▶ [Work to be completed]: Pull every line with "Create" from the entries below.

▶ [Records shown]:

*** Begin section ***

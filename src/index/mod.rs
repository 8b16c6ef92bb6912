//! Identifier index: per-file hash -> occurrence mask maps and their storage.
//!
//! - [`entry`] - word hashing
//! - [`hash_mask`] - compact map from hash to mask
//! - [`collector`] - accumulates occurrences while a file is scanned
//! - [`indexer`] - per-language indexers and the file mapper
//! - [`build`], [`writer`], [`reader`], [`search`] - on-disk index

pub mod build;
pub mod codec;
pub mod collector;
pub mod entry;
pub mod error;
pub mod hash_mask;
pub mod indexer;
pub mod reader;
pub mod search;
pub mod stats;
pub mod types;
pub mod writer;

pub use collector::OccurrenceCollector;
pub use entry::{IdIndexEntry, WordHashes};
pub use error::{CodecError, IndexError, IndexingError};
pub use hash_mask::IdHashMaskMap;
pub use indexer::{CancellationToken, FileContent, FileIdMapper, IdIndexer, IdMapping, IndexerRegistry, IndexingContext};
pub use reader::IdIndexReader;
pub use types::*;
pub use writer::IdIndexWriter;
//! Primitive `i32 -> u8` map from identifier hash to occurrence mask.
//!
//! This is an open-addressing table with linear probing over two parallel
//! arrays, so the hot path (`update_mask`) never allocates beyond amortized
//! growth and never boxes keys or values.
//!
//! # Invariants
//! - Table size is a power of two; `keys.len() - 1` is the slot mask.
//! - Key `0` marks a free slot, so the hash `0` lives in a dedicated
//!   out-of-table slot (`zero_mask`) and behaves like every other key.
//! - `filled <= keys.len() * 3 / 4`.
//! - Any mutation drops the cached serialized bytes.

use crate::index::codec::encode_id_map;
use crate::index::entry::IdIndexEntry;
use std::borrow::Cow;
use std::fmt;

/// Smallest non-empty table size.
const MIN_CAPACITY: usize = 16;
/// Load factor numerator (3/4).
const LOAD_FACTOR_NUM: usize = 3;
/// Load factor denominator.
const LOAD_FACTOR_DEN: usize = 4;

/// Map from identifier hash to the OR of every occurrence mask seen for it.
#[derive(Clone, Default)]
pub struct IdHashMaskMap {
    keys: Vec<i32>,
    masks: Vec<u8>,
    /// Occupied table slots (excludes the zero key)
    filled: usize,
    zero_mask: Option<u8>,
    serialized: Option<Box<[u8]>>,
}

impl IdHashMaskMap {
    /// Create an empty map. No table is allocated until the first insert.
    pub fn new() -> Self {
        Self::default()
    }

    /// Create a map sized for `expected` entries without rehashing
    pub fn with_capacity(expected: usize) -> Self {
        let mut map = Self::new();
        if expected > 0 {
            map.allocate(table_size_for(expected));
        }
        map
    }

    /// Build from a generic entry mapping, OR-merging duplicate keys
    pub fn from_entries<I>(entries: I) -> Self
    where
        I: IntoIterator<Item = (IdIndexEntry, u8)>,
    {
        let entries = entries.into_iter();
        let mut map = Self::with_capacity(entries.size_hint().0);
        for (entry, mask) in entries {
            map.update_mask(entry.hash(), mask);
        }
        map
    }

    /// Insert `mask` for `hash`, or OR it into the stored mask
    #[inline]
    pub fn update_mask(&mut self, hash: i32, mask: u8) {
        self.serialized = None;

        if hash == 0 {
            self.zero_mask = Some(self.zero_mask.unwrap_or(0) | mask);
            return;
        }

        if self.keys.is_empty() {
            self.allocate(MIN_CAPACITY);
        }

        let slot = self.find_slot(hash);
        if self.keys[slot] == hash {
            self.masks[slot] |= mask;
            return;
        }

        self.keys[slot] = hash;
        self.masks[slot] = mask;
        self.filled += 1;

        if self.filled * LOAD_FACTOR_DEN > self.keys.len() * LOAD_FACTOR_NUM {
            self.rehash(self.keys.len() * 2);
        }
    }

    /// Number of distinct hashes
    #[inline]
    pub fn len(&self) -> usize {
        self.filled + usize::from(self.zero_mask.is_some())
    }

    #[inline]
    pub fn is_empty(&self) -> bool {
        self.len() == 0
    }

    /// Stored mask for a raw hash
    #[inline]
    pub fn get_mask(&self, hash: i32) -> Option<u8> {
        if hash == 0 {
            return self.zero_mask;
        }
        if self.keys.is_empty() {
            return None;
        }
        let slot = self.find_slot(hash);
        (self.keys[slot] == hash).then(|| self.masks[slot])
    }

    pub fn get(&self, entry: &IdIndexEntry) -> Option<u8> {
        self.get_mask(entry.hash())
    }

    pub fn contains_key(&self, entry: &IdIndexEntry) -> bool {
        self.get_mask(entry.hash()).is_some()
    }

    /// Visit every `(hash, mask)` pair without building entry objects.
    ///
    /// Order is unspecified. Returning `false` from `f` stops the walk;
    /// the return value tells whether every pair was visited.
    #[inline]
    pub fn for_each<F>(&self, mut f: F) -> bool
    where
        F: FnMut(i32, u8) -> bool,
    {
        if let Some(mask) = self.zero_mask {
            if !f(0, mask) {
                return false;
            }
        }
        for (&key, &mask) in self.keys.iter().zip(&self.masks) {
            if key != 0 && !f(key, mask) {
                return false;
            }
        }
        true
    }

    pub fn iter(&self) -> Iter<'_> {
        Iter {
            zero: self.zero_mask,
            slots: self.keys.iter().zip(&self.masks),
            remaining: self.len(),
        }
    }

    pub fn keys(&self) -> impl Iterator<Item = IdIndexEntry> + '_ {
        self.iter().map(|(entry, _)| entry)
    }

    pub fn values(&self) -> impl Iterator<Item = u8> + '_ {
        self.iter().map(|(_, mask)| mask)
    }

    /// Encode the map now and keep the bytes until the next mutation
    pub fn prime_serialization(&mut self) {
        if self.serialized.is_none() {
            let mut buf = Vec::with_capacity(self.encoded_len_hint());
            encode_id_map(self, &mut buf);
            self.serialized = Some(buf.into_boxed_slice());
        }
    }

    /// Whether serialized bytes are already cached
    pub fn is_serialization_primed(&self) -> bool {
        self.serialized.is_some()
    }

    /// Serialized form, from the cache when primed
    pub fn serialized_bytes(&self) -> Cow<'_, [u8]> {
        match &self.serialized {
            Some(bytes) => Cow::Borrowed(bytes),
            None => {
                let mut buf = Vec::with_capacity(self.encoded_len_hint());
                encode_id_map(self, &mut buf);
                Cow::Owned(buf)
            }
        }
    }

    /// Approximate heap memory used by the table
    pub fn memory_usage(&self) -> usize {
        self.keys.capacity() * 4
            + self.masks.capacity()
            + self.serialized.as_ref().map_or(0, |b| b.len())
            + std::mem::size_of::<Self>()
    }

    fn encoded_len_hint(&self) -> usize {
        5 + self.len() * 5
    }

    fn allocate(&mut self, capacity: usize) {
        debug_assert!(capacity.is_power_of_two());
        self.keys = vec![0; capacity];
        self.masks = vec![0; capacity];
        self.filled = 0;
    }

    fn rehash(&mut self, capacity: usize) {
        let old_keys = std::mem::take(&mut self.keys);
        let old_masks = std::mem::take(&mut self.masks);
        self.allocate(capacity);

        for (key, mask) in old_keys.into_iter().zip(old_masks) {
            if key != 0 {
                let slot = self.find_slot(key);
                self.keys[slot] = key;
                self.masks[slot] = mask;
                self.filled += 1;
            }
        }
    }

    /// Slot holding `hash`, or the free slot where it would go.
    /// The table is never full, so the search always terminates.
    #[inline]
    fn find_slot(&self, hash: i32) -> usize {
        let slot_mask = self.keys.len() - 1;
        let mut slot = mix(hash) & slot_mask;
        loop {
            let key = self.keys[slot];
            if key == 0 || key == hash {
                return slot;
            }
            slot = (slot + 1) & slot_mask;
        }
    }
}

/// Spread low-entropy hashes (e.g. compact hashes) across the table
#[inline]
fn mix(hash: i32) -> usize {
    let h = (hash as u32).wrapping_mul(0x9E37_79B9);
    (h ^ (h >> 16)) as usize
}

fn table_size_for(expected: usize) -> usize {
    let needed = expected * LOAD_FACTOR_DEN / LOAD_FACTOR_NUM + 1;
    needed.next_power_of_two().max(MIN_CAPACITY)
}

impl PartialEq for IdHashMaskMap {
    fn eq(&self, other: &Self) -> bool {
        self.len() == other.len() && self.for_each(|hash, mask| other.get_mask(hash) == Some(mask))
    }
}

impl Eq for IdHashMaskMap {}

impl fmt::Debug for IdHashMaskMap {
    fn fmt(&self, f: &mut fmt::Formatter<'_>) -> fmt::Result {
        f.debug_map().entries(self.iter()).finish()
    }
}

impl Extend<(IdIndexEntry, u8)> for IdHashMaskMap {
    fn extend<T: IntoIterator<Item = (IdIndexEntry, u8)>>(&mut self, iter: T) {
        for (entry, mask) in iter {
            self.update_mask(entry.hash(), mask);
        }
    }
}

impl FromIterator<(IdIndexEntry, u8)> for IdHashMaskMap {
    fn from_iter<T: IntoIterator<Item = (IdIndexEntry, u8)>>(iter: T) -> Self {
        Self::from_entries(iter)
    }
}

impl<'a> IntoIterator for &'a IdHashMaskMap {
    type Item = (IdIndexEntry, u8);
    type IntoIter = Iter<'a>;

    fn into_iter(self) -> Self::IntoIter {
        self.iter()
    }
}

/// Entry view over an [`IdHashMaskMap`]
pub struct Iter<'a> {
    zero: Option<u8>,
    slots: std::iter::Zip<std::slice::Iter<'a, i32>, std::slice::Iter<'a, u8>>,
    remaining: usize,
}

impl Iterator for Iter<'_> {
    type Item = (IdIndexEntry, u8);

    fn next(&mut self) -> Option<Self::Item> {
        if let Some(mask) = self.zero.take() {
            self.remaining -= 1;
            return Some((IdIndexEntry::new(0), mask));
        }
        for (&key, &mask) in self.slots.by_ref() {
            if key != 0 {
                self.remaining -= 1;
                return Some((IdIndexEntry::new(key), mask));
            }
        }
        None
    }

    fn size_hint(&self) -> (usize, Option<usize>) {
        (self.remaining, Some(self.remaining))
    }
}

impl ExactSizeIterator for Iter<'_> {}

*** End section ***

▶ [Result of the exercise]:
    /// Create an empty map. No table is allocated until the first insert.
    /// Create a map sized for `expected` entries without rehashing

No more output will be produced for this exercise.